NGOs in India are mainly registered as Societies, Trusts and Charitable Companies and are regulated  under following rules:

  • Article 19(1)(C) of the Indian Constitution.
  • Societies: Societies have to register under The societies Registration Act,1860.
  • Trusts: Private trusts are registered under the central government’s Indian Trusts Act, 1882, and public ones are registered under the state legislation concerned.
  • Charitable companies: They are set up according to section 8 of the Companies Act, 2013. For charitable companies, the compliance requirements are high, as loans and advances are easily.
  • Income Tax Act 1961
  • Those receiving foreign funds are required to obtain license Foreign Contribution and Regulation Act.

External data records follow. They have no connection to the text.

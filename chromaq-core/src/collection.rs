//! Data-plane operations on one collection.
//!
//! A `Collection` runs criteria through a [`Transport`]:
//! - materializes and validates the request
//! - executes it against the configured collection id
//! - wraps the outcome in a [`Response`]

use std::fmt;
use std::sync::Arc;

use tracing::warn;

use crate::criteria::{
    AddCriteria, DeleteCriteria, GetCriteria, QueryCriteria, Requestable, UpdateCriteria,
};
use crate::embedding::EmbeddingFunction;
use crate::error::{Error, Result};
use crate::id_generator::{IdGenerator, Sha256IdGenerator};
use crate::request::GetRequest;
use crate::results::{GetResult, QueryResult, RawOutcome, Response};
use crate::transport::Transport;

/// Prefix of the failure message when an add with generated ids is rejected.
pub const ADD_FAILED: &str = "Failing adding new elements to collection.";

/// Failure message when a filtered `get_all_matching` finds nothing.
pub const NOTHING_FOUND: &str = "Nothing was found";

/// Configuration for a collection.
#[derive(Clone)]
pub struct CollectionConfig {
    /// Id of the collection on the database side.
    pub collection_id: String,
    /// Generator used by [`Collection::add_auto`] when the criteria has none.
    pub id_generator: Arc<dyn IdGenerator>,
}

impl CollectionConfig {
    /// Creates a config using the SHA-256 id generator.
    pub fn new(collection_id: impl Into<String>) -> Self {
        Self {
            collection_id: collection_id.into(),
            id_generator: Arc::new(Sha256IdGenerator),
        }
    }

    /// Sets the default id generator. Chainable.
    pub fn with_id_generator(mut self, generator: impl IdGenerator + 'static) -> Self {
        self.id_generator = Arc::new(generator);
        self
    }
}

impl fmt::Debug for CollectionConfig {
    fn fmt(&self, f: &mut fmt::Formatter<'_>) -> fmt::Result {
        f.debug_struct("CollectionConfig")
            .field("collection_id", &self.collection_id)
            .finish_non_exhaustive()
    }
}

/// A handle on one collection, bound to a transport.
///
/// # Example
///
/// ```
/// use chromaq_core::request::*;
/// use chromaq_core::{
///     AddCriteria, Collection, CollectionConfig, Embedding, RawOutcome, Result, Transport,
/// };
///
/// struct AcceptAll;
///
/// impl Transport for AcceptAll {
///     fn add(&self, _: &AddRequest, _: &str) -> Result<RawOutcome> {
///         Ok(RawOutcome::Value(serde_json::json!(true)))
///     }
///     fn get(&self, _: &GetRequest, _: &str) -> Result<RawOutcome> { Ok(RawOutcome::Empty) }
///     fn query(&self, _: &QueryRequest, _: &str) -> Result<RawOutcome> { Ok(RawOutcome::Empty) }
///     fn update(&self, _: &UpdateRequest, _: &str) -> Result<RawOutcome> { Ok(RawOutcome::Empty) }
///     fn upsert(&self, _: &AddRequest, _: &str) -> Result<RawOutcome> { Ok(RawOutcome::Empty) }
///     fn delete(&self, _: &DeleteRequest, _: &str) -> Result<RawOutcome> { Ok(RawOutcome::Empty) }
///     fn count(&self, _: &str) -> Result<RawOutcome> { Ok(RawOutcome::Empty) }
/// }
///
/// let collection = Collection::new(AcceptAll, CollectionConfig::new("my-collection"));
/// let criteria = AddCriteria::builder()
///     .with_embeddings([Embedding::from([1.0, 2.0, 3.0])])
///     .with_documents(["first document"])
///     .build();
///
/// let ids = collection.add_auto(criteria).unwrap().into_payload().unwrap();
/// assert_eq!(ids.len(), 1);
/// ```
pub struct Collection<T: Transport> {
    transport: T,
    config: CollectionConfig,
    embedding_function: Option<Box<dyn EmbeddingFunction>>,
}

impl<T: Transport> Collection<T> {
    /// Creates a collection handle without an embedding function.
    pub fn new(transport: T, config: CollectionConfig) -> Self {
        Self {
            transport,
            config,
            embedding_function: None,
        }
    }

    /// Sets the function used to embed documents and query texts. Chainable.
    pub fn with_embedding_function(mut self, function: impl EmbeddingFunction + 'static) -> Self {
        self.embedding_function = Some(Box::new(function));
        self
    }

    #[inline]
    pub fn id(&self) -> &str {
        &self.config.collection_id
    }

    #[inline]
    pub fn config(&self) -> &CollectionConfig {
        &self.config
    }

    #[inline]
    pub fn transport(&self) -> &T {
        &self.transport
    }

    fn embedder(&self) -> Option<&dyn EmbeddingFunction> {
        self.embedding_function.as_deref()
    }

    /// Adds items under the given ids.
    pub fn add(&self, ids: &[String], criteria: &AddCriteria) -> Result<Response<bool>> {
        let request = criteria.to_request(ids, self.embedder())?;
        let outcome = self.transport.add(&request, self.id())?;
        Ok(Response::of(observe("add", outcome)))
    }

    /// Adds items under generated ids and returns those ids.
    ///
    /// The configured default generator is used when the criteria has none.
    pub fn add_auto(&self, criteria: AddCriteria) -> Result<Response<Vec<String>>> {
        let criteria = if criteria.has_id_generator() {
            criteria
        } else {
            criteria
                .to_builder()
                .with_shared_id_generator(Arc::clone(&self.config.id_generator))
                .build()
        };

        let request = criteria.to_request(&[], self.embedder())?;
        let outcome = self.transport.add(&request, self.id())?;
        let response = match Response::<bool>::of(observe("add", outcome)) {
            Response::Success(_) => Response::Success(request.ids),
            Response::Failure(error) => Response::failed(format!("{}{}", ADD_FAILED, error)),
        };
        Ok(response)
    }

    /// Gets items by id and/or filter.
    pub fn get(&self, ids: &[String], criteria: &GetCriteria) -> Result<Response<GetResult>> {
        let request = criteria.to_request(ids, self.embedder())?;
        let outcome = self.transport.get(&request, self.id())?;
        Response::of_get_result(observe("get", outcome))
    }

    /// Gets every item of the collection.
    pub fn get_all(&self) -> Result<Response<GetResult>> {
        let outcome = self.transport.get(&GetRequest::default(), self.id())?;
        Response::of_get_result(observe("get", outcome))
    }

    /// Gets every item and keeps the result only if `predicate` accepts it.
    ///
    /// A rejected or failed fetch yields a failure with [`NOTHING_FOUND`].
    pub fn get_all_matching(
        &self,
        predicate: impl FnOnce(&GetResult) -> bool,
    ) -> Result<Response<GetResult>> {
        let response = match self.get_all()? {
            Response::Success(result) if predicate(&result) => Response::Success(result),
            _ => Response::failed(NOTHING_FOUND),
        };
        Ok(response)
    }

    pub fn update(&self, ids: &[String], criteria: &UpdateCriteria) -> Result<Response<bool>> {
        let request = criteria.to_request(ids, self.embedder())?;
        let outcome = self.transport.update(&request, self.id())?;
        Ok(Response::of_nullable(observe("update", outcome)))
    }

    pub fn upsert(&self, ids: &[String], criteria: &AddCriteria) -> Result<Response<bool>> {
        let request = criteria.to_request(ids, self.embedder())?;
        let outcome = self.transport.upsert(&request, self.id())?;
        Ok(Response::of_nullable(observe("upsert", outcome)))
    }

    /// Queries the nearest neighbors of `texts`, or of the criteria's own
    /// embeddings when it has some.
    pub fn query(
        &self,
        texts: &[String],
        criteria: &QueryCriteria,
    ) -> Result<Response<QueryResult>> {
        let request = criteria.to_request(texts, self.embedder())?;
        let outcome = self.transport.query(&request, self.id())?;
        Response::of_query_result(observe("query", outcome))
    }

    /// Deletes by id and/or filter and returns the deleted ids.
    pub fn delete(
        &self,
        ids: &[String],
        criteria: &DeleteCriteria,
    ) -> Result<Response<Vec<String>>> {
        let request = criteria.to_request(ids, self.embedder())?;
        let outcome = self.transport.delete(&request, self.id())?;
        Ok(Response::of(observe("delete", outcome)))
    }

    pub fn delete_ids(&self, ids: &[String]) -> Result<Response<Vec<String>>> {
        self.delete(ids, &DeleteCriteria::default())
    }

    /// Deletes every item of the collection by id.
    ///
    /// Fails with [`Error::Collection`] when the items cannot be listed or
    /// the collection is empty.
    pub fn delete_all(&self) -> Result<Response<Vec<String>>> {
        let ids = match self.get_all()? {
            Response::Success(result) => result.ids,
            Response::Failure(error) => {
                return Err(Error::Collection(format!(
                    "Error could not get all elements. {}",
                    error
                )));
            }
        };
        if ids.is_empty() {
            return Err(Error::Collection("Collection is empty. Nothing to delete".into()));
        }
        self.delete_ids(&ids)
    }

    pub fn count(&self) -> Result<Response<i64>> {
        let outcome = self.transport.count(self.id())?;
        Ok(Response::of(observe("count", outcome)))
    }
}

/// Logs structured errors before they are wrapped.
fn observe(operation: &'static str, outcome: RawOutcome) -> RawOutcome {
    if let RawOutcome::Error(error) = &outcome {
        warn!(operation, %error, "database rejected request");
    }
    outcome
}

  • The Council for Advancement of People’s Action and Rural Technology (CAPART), which works under the Ministry of Rural Development and disburses funds to voluntary organisations working in rural areas also has power to blacklist NGOs

Thus there is no single law which regulates the non-voluntary organizations as a whole. There exists no single database of NGOs operating in India. NGOs receiving fund are under the database of that ministry. Supreme court has asked Central government to make law to regulate NGOs, disbursal of fund and consequential action on account of default.
Current practice of blacklisting is not sufficient and criminal and civil proceedings need to be undertaken by CAPART/ministry.
Now all the NGOs would have to register at NGO Darpan portal of NITI aayog. This is the first step in the direction of regulating NGOs, more stringent steps need to be taken to make participation of NGOs in governance and development more accountable and transparent.